Extreme Teuerung, explodierende Energiekosten, Rückgänge bei den Werbeerlösen und die steigenden GIS-Abmeldungen führen zu Finanzierungskrise.
©pixabay

ORF-Generaldirektor fordert Neuregelung bis März 2023.

Der ORF steht vor einer der „größten Finanzierungskrisen“ in der Geschichte des öffentlich-rechtlichen Medienhauses. ORF-Generaldirektor Roland Weißmann warnt, dass die gesetzlichen Aufträge ab 2024 nicht mehr garantiert werden könnten, sollte sich nichts an dem bestehenden Finanzierungsmodell ändern. Dies gab er in einem Schreiben an die ORF-Stiftungsräte an. Um dies zu verhindern, sei eine gesetzliche Neuregelung der Finanzierung bis Ende 2023 notwendig.

Ursache für die Krise seien „die extreme Teuerung, die explodierenden Energiekosten, Rückgänge bei den Werbeerlösen und die steigenden GIS-Abmeldungen“. Auch mit der Erhöhung der Gebühren von acht Prozent für die Jahre 2022 bis 2026 reiche nicht aus, um die derzeitige Inflation auszugleichen. Bereits im ersten Jahr der Gebührenperiode befinde man sich derzeit über der für fünf Jahre berechneten Programmentgeltanpassung. 

Für die Jahre 2022 und 2023 rechnet Weißmann noch mit einer ausgeglichenen Bilanz: mit Hilfe eines Pakets, das unter anderem Sachkostenreduktionen, Energiesparmaßnahmen oder eine moderate Lohnrunde und Aussetzen der Pensionskassenbeiträge beinhaltet. Nicht direkt das Programm betreffende Maßnahmen seien damit aber ausgeschöpft. Im Jahr 2022 wird ein Einschnitt in das Programm, das sich auch auf das ORF-Publikum auswirken dürfte, erwartet. 

Nun seien die nächsten Wochen und Monate entscheidend und „richtungsweisend, in welcher Form der ORF seine mediale Leistung für die Österreicherinnen und Österreicher in Zukunft erbringen kann“. Zuletzt hatte der Verfassungsgerichthof (VfGH) die sogenannte Streaminglücke, also das Streamen von ORF-Programm ohne dafür Programmentgelt zu entrichten, als verfassungswidrig eingestuft. Im Rahmen einer Neuregelung, die bis Ende 2023 erfolgen müsse, könnte sich die derzeitige GIS-Gebühr auf weitere Geräte, wie beispielsweise Laptops, erweitern. Alternativ sind die Einführung einer Haushaltsabgabe oder die Finanzierung des ORF aus dem Bundesbudget im Gespräch. 

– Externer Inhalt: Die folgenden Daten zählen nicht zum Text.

//! Backend process launching.

use std::path::PathBuf;
use std::process::Stdio;
use tokio::process::{Child, Command};

use crate::backend::LoopbackServer;
use crate::config::ServerConfig;
use crate::supervisor::state::StartupError;

/// Starts the backend's own entry point without blocking the caller.
pub trait Launcher: Send + Sync {
    fn launch(&self, server: &LoopbackServer) -> Result<Box<dyn BackendProcess>, StartupError>;
}

/// Handle to a launched backend.
pub trait BackendProcess: Send {
    /// `Some(description)` once the backend has terminated.
    fn poll_exit(&mut self) -> Option<String>;

    /// Ask the backend to stop. Best effort.
    fn terminate(&mut self) {}
}

/// Spawns the configured command as a child process.
#[derive(Debug, Clone)]
pub struct ProcessLauncher {
    command: String,
    args: Vec<String>,
    working_dir: Option<PathBuf>,
}

impl ProcessLauncher {
    pub fn new(command: impl Into<String>, args: Vec<String>) -> Self {
        Self {
            command: command.into(),
            args,
            working_dir: None,
        }
    }

    pub fn from_config(config: &ServerConfig) -> Self {
        Self {
            command: config.command.clone(),
            args: config.args.clone(),
            working_dir: config.working_dir.clone(),
        }
    }

    /// Arguments with `{host}` / `{port}` filled in.
    pub fn render_args(&self, server: &LoopbackServer) -> Vec<String> {
        let port = server.port.to_string();
        self.args
            .iter()
            .map(|arg| arg.replace("{host}", &server.host).replace("{port}", &port))
            .collect()
    }
}

impl Launcher for ProcessLauncher {
    fn launch(&self, server: &LoopbackServer) -> Result<Box<dyn BackendProcess>, StartupError> {
        let args = self.render_args(server);
        let mut command = Command::new(&self.command);
        command
            .args(&args)
            .env("LT_HOST", &server.host)
            .env("LT_PORT", server.port.to_string())
            .stdin(Stdio::null())
            .kill_on_drop(true);
        if let Some(dir) = &self.working_dir {
            command.current_dir(dir);
        }

        let child = command
            .spawn()
            .map_err(|e| StartupError::Launch(format!("{}: {}", self.command, e)))?;

        tracing::info!(
            pid = ?child.id(),
            command = %self.command,
            args = ?args,
            server = %server,
            "Backend process spawned"
        );
        Ok(Box::new(ChildProcess { child }))
    }
}

struct ChildProcess {
    child: Child,
}

impl BackendProcess for ChildProcess {
    fn poll_exit(&mut self) -> Option<String> {
        match self.child.try_wait() {
            Ok(Some(status)) => Some(status.to_string()),
            Ok(None) => None,
            Err(e) => Some(format!("wait failed: {}", e)),
        }
    }

    fn terminate(&mut self) {
        if let Err(e) = self.child.start_kill() {
            tracing::debug!(error = %e, "Backend process already gone");
        }
    }
}
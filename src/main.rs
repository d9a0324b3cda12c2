//! LibreTranslate Lambda adapter (bootstrap binary)
//!
//! # Architecture Overview
//!
//! ```text
//!                        ┌────────────────────────────────────────────────────┐
//!                        │                  LAMBDA ADAPTER                     │
//!     Runtime API        │  ┌─────────┐    ┌─────────┐    ┌──────────────┐    │
//!     ───────────────────┼─▶│ runtime │───▶│ adapter │───▶│ http request │    │
//!     invocation/next    │  │ pollers │    │         │    │  translator  │    │
//!                        │  └─────────┘    └────┬────┘    └──────┬───────┘    │
//!                        │                      │                │            │
//!                        │        native app? ──┘                ▼            │
//!                        │                               ┌──────────────┐     │
//!                        │  ┌─────────┐  prepare         │  supervisor  │     │
//!                        │  │ assets  │◀─────────────────│ (once/inst.) │     │
//!                        │  │ S3→/tmp │                  └──────┬───────┘     │
//!                        │  └─────────┘                         ▼             │
//!     ◀──────────────────┼── response ◀── translator ◀── upstream ◀──────────┼──── LibreTranslate
//!     invocation/{id}/…  │                                                    │     127.0.0.1:5000
//!                        └────────────────────────────────────────────────────┘
//! ```

use std::sync::Arc;

use lt_lambda_adapter::backend::AppRegistry;
use lt_lambda_adapter::config::{load_from_env, ObservabilityConfig};
use lt_lambda_adapter::lifecycle::{build_adapter, spawn_signal_listener, Shutdown};
use lt_lambda_adapter::observability::init_logging;
use lt_lambda_adapter::runtime::{self, ErrorReport, RuntimeClient};

const RUNTIME_API_VAR: &str = "AWS_LAMBDA_RUNTIME_API";

#[tokio::main]
async fn main() -> Result<(), Box<dyn std::error::Error>> {
    let config = match load_from_env() {
        Ok(config) => config,
        Err(e) => {
            init_logging(&ObservabilityConfig::default());
            tracing::error!(error = %e, "Configuration rejected");
            if let Ok(api) = std::env::var(RUNTIME_API_VAR) {
                let report = ErrorReport::new("ConfigError", e.to_string());
                if let Err(post) = RuntimeClient::new(&api).post_init_error(&report).await {
                    tracing::error!(error = %post, "Failed to report init error");
                }
            }
            return Err(e.into());
        }
    };
    init_logging(&config.observability);

    tracing::info!(
        version = env!("CARGO_PKG_VERSION"),
        server = %format!("{}:{}", config.server.bind_host, config.server.port),
        mount = %config.assets.mount_path.display(),
        archive = ?config.assets.archive_location().map(|l| l.to_string()),
        concurrency = config.runtime.concurrency,
        "lt-lambda-adapter starting"
    );

    let api = match config.runtime.api.clone() {
        Some(api) => api,
        None => {
            tracing::error!(var = RUNTIME_API_VAR, "Runtime API address not configured");
            return Err(format!("{} is not set", RUNTIME_API_VAR).into());
        }
    };

    let adapter = Arc::new(build_adapter(&config, &AppRegistry::new()).await);
    let shutdown = Shutdown::new();
    spawn_signal_listener(shutdown.clone());

    runtime::run(
        Arc::new(RuntimeClient::new(&api)),
        adapter.clone(),
        config.runtime.concurrency,
        shutdown,
    )
    .await;

    adapter.shutdown();
    tracing::info!("Shutdown complete");
    Ok(())
}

Um eine zeitgerechte Implementierung der Umstellungsmaßnahmen zu gewährleisteten drängt Weißmann auf eine Entscheidung bis Ende März 2023. Bisherige Gespräche mit Stakeholdern wie Medienministerin Susanne Raab (ÖVP) deuten für Weißmann darauf hin, dass der “enge Zeitrahmen” erkannt wird.

Um einen angemessenen Leistungsumfang zu gewährleisten sei Weißmann zufolge auch die Höhe der künftigen Finanzierung von Bedeutung. Die Einnahmen aus Programmentgelten liegen derzeit bei 650 Millionen Euro. Auch in Zukunft wolle man weiter “unverzichtbare Aufgaben für Österreich” erfüllen. Weißmann sieht den ORF dabei nicht nur als medialen Begleiter an, sondern betont auch dessen Informations-Orientierungsfunktion sowie die Funktion als Partner und Wirtschaftsmotor. So investiere der ORF jährlich 120 Millionen Euro in Kunst und Kultur. Außerdem sei er der größte Auftraggeber der österreichischen Film- und TV-Wirtschaft. Mit einer Zahlung von rund 170 Millionen Euro jährlich an die Landesstudios und regionale Berichterstattung, leiste er zudem einen wichtigen Beitrag „zur Stärkung des Föderalismus und nationalen Zusammenhalts“.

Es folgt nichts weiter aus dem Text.